The next contention made by appellants pertains to the forms of certain special issues, the complaint being that they were duplicitous and assumed the agency of the driver of appellants’ automobile when his agency had not been established by the evidence. In issues Nos. 9, 10 and 11, the court submitted to the jury the questions of whether or not the driver of appellants’ automobile attempted to cross Sixth Street after appellees’ automobile had entered the same; whether or not he failed to yield the right-of-way to appellees’ automobile, and whether or not he failed to stop his car before entering the intersection. In the same special issues the court included the questions of whether or not these acts on his part were negligence and whether or not they were proximate causes of the injury to appellees’ automobile. These special issues were manifestly multifarious and duplicitous and in gross disregard of the provisions of Art. 2189, R.C.S.1925. By that article the court is required to submit each issue separately and' procure separate findings from the jury thereon. It may be true that, in some cases, as contended by appellees, these issues were' immaterial since, in answer to special issues Nos. 6 and 7, the jury found that the driver of appellants’ automobile failed to maintain such lookout for cars approaching the intersection as a person of ordinary care would have done under the same or similar circumstances, and that such failure was a proximate cause of the injury and damage to appellees’ automobile. International-Great Northern Ry. Co. v. Acker, Tex.Civ.App., 128 S.W.2d 506, and authorities there cited. Special issues Nos. 6 and 7 were erroneous, however, in assuming that L. Pratt was the agent of appellants and that they were responsible for his conduct on the occasion of the collision.

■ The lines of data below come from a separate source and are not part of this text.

//! Connection event notifications.
//!
//! Fired after a successful dial and again when the splice ends (or when a
//! connection is rejected with a known hostname). Delivery is best-effort;
//! a dead webhook never affects the data path.

use std::time::Duration;

use async_trait::async_trait;
use chrono::{DateTime, Utc};
use serde::Serialize;
use tracing::debug;
use uuid::Uuid;

use hoppergate_common::config::WebhookSettings;

/// One connection's identifying details, as carried in notifications.
#[derive(Debug, Clone, Serialize)]
#[serde(rename_all = "camelCase")]
pub struct ConnectionEvent {
    pub session_id: Uuid,
    pub client_addr: String,
    #[serde(skip_serializing_if = "Option::is_none")]
    pub hostname: Option<String>,
    #[serde(skip_serializing_if = "Option::is_none")]
    pub backend: Option<String>,
    #[serde(skip_serializing_if = "Option::is_none")]
    pub player_name: Option<String>,
    #[serde(skip_serializing_if = "Option::is_none")]
    pub reason: Option<String>,
    pub timestamp: DateTime<Utc>,
}

impl ConnectionEvent {
    pub fn new(session_id: Uuid, client_addr: impl Into<String>) -> Self {
        Self {
            session_id,
            client_addr: client_addr.into(),
            hostname: None,
            backend: None,
            player_name: None,
            reason: None,
            timestamp: Utc::now(),
        }
    }
}

/// Webhook surface the connection handler notifies.
#[async_trait]
pub trait ConnectionNotifier: Send + Sync {
    async fn connected(&self, event: &ConnectionEvent);
    async fn disconnected(&self, event: &ConnectionEvent);
}

/// Notifier used when no webhook is configured.
pub struct NullNotifier;

#[async_trait]
impl ConnectionNotifier for NullNotifier {
    async fn connected(&self, _event: &ConnectionEvent) {}
    async fn disconnected(&self, _event: &ConnectionEvent) {}
}

/// POSTs connection events as JSON to a configured URL.
pub struct WebhookNotifier {
    client: reqwest::Client,
    url: String,
}

impl WebhookNotifier {
    pub fn new(settings: &WebhookSettings) -> anyhow::Result<Option<Self>> {
        let Some(url) = &settings.url else {
            return Ok(None);
        };
        let client = reqwest::Client::builder()
            .timeout(Duration::from_millis(settings.timeout_ms.unwrap_or(5_000)))
            .build()?;
        Ok(Some(Self {
            client,
            url: url.clone(),
        }))
    }

    async fn post(&self, kind: &str, event: &ConnectionEvent) {
        #[derive(Serialize)]
        struct Payload<'a> {
            event: &'a str,
            #[serde(flatten)]
            details: &'a ConnectionEvent,
        }

        let payload = Payload {
            event: kind,
            details: event,
        };
        if let Err(e) = self.client.post(&self.url).json(&payload).send().await {
            debug!(url = %self.url, error = %e, "webhook delivery failed");
        }
    }
}

#[async_trait]
impl ConnectionNotifier for WebhookNotifier {
    async fn connected(&self, event: &ConnectionEvent) {
        self.post("connected", event).await;
    }

    async fn disconnected(&self, event: &ConnectionEvent) {
        self.post("disconnected", event).await;
    }
}

#[cfg(test)]
mod tests {
    use super::*;

    #[test]
    fn test_event_serialization_shape() {
        let mut event = ConnectionEvent::new(Uuid::nil(), "192.0.2.1:54321");
        event.hostname = Some("mc.example.com".to_string());
        event.player_name = Some("Alice".to_string());

        let json = serde_json::to_value(&event).unwrap();
        assert_eq!(json["clientAddr"], "192.0.2.1:54321");
        assert_eq!(json["hostname"], "mc.example.com");
        assert_eq!(json["playerName"], "Alice");
        // Unset optional fields are omitted entirely.
        assert!(json.get("backend").is_none());
        assert!(json.get("reason").is_none());
    }

    #[test]
    fn test_notifier_disabled_without_url() {
        let notifier = WebhookNotifier::new(&WebhookSettings::default()).unwrap();
        assert!(notifier.is_none());
    }
}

The remaining complaint is that the court erred in sustaining appellees’ objection to a written statement offered as evidence by appellants that was signed by the driver of appellees’ automobile a short time after the collision which they assert was in contradiction of certain statements made by him on the witness stand. The statement was offered in the nature of an impeachment of the witness’ testimony. The basis of appellees’ objection was that the statement was procured from the witness by the agent of an insurance company and pertained to insurance. If the written statement revealed that it was obtained by the agent of an insurance company, the record does not reveal it. At any rate, the portion of the statement offered by appellants did not contain any reference to insurance or any insurance company and the portion offered was admissible for the purpose for which it was offered.

What we have said demonstrates, we think, that errors were committed in the trial, the nature of which requires a reversal of the judgment. For the errors which we have discussed, the judgment will be reversed and the cause remanded.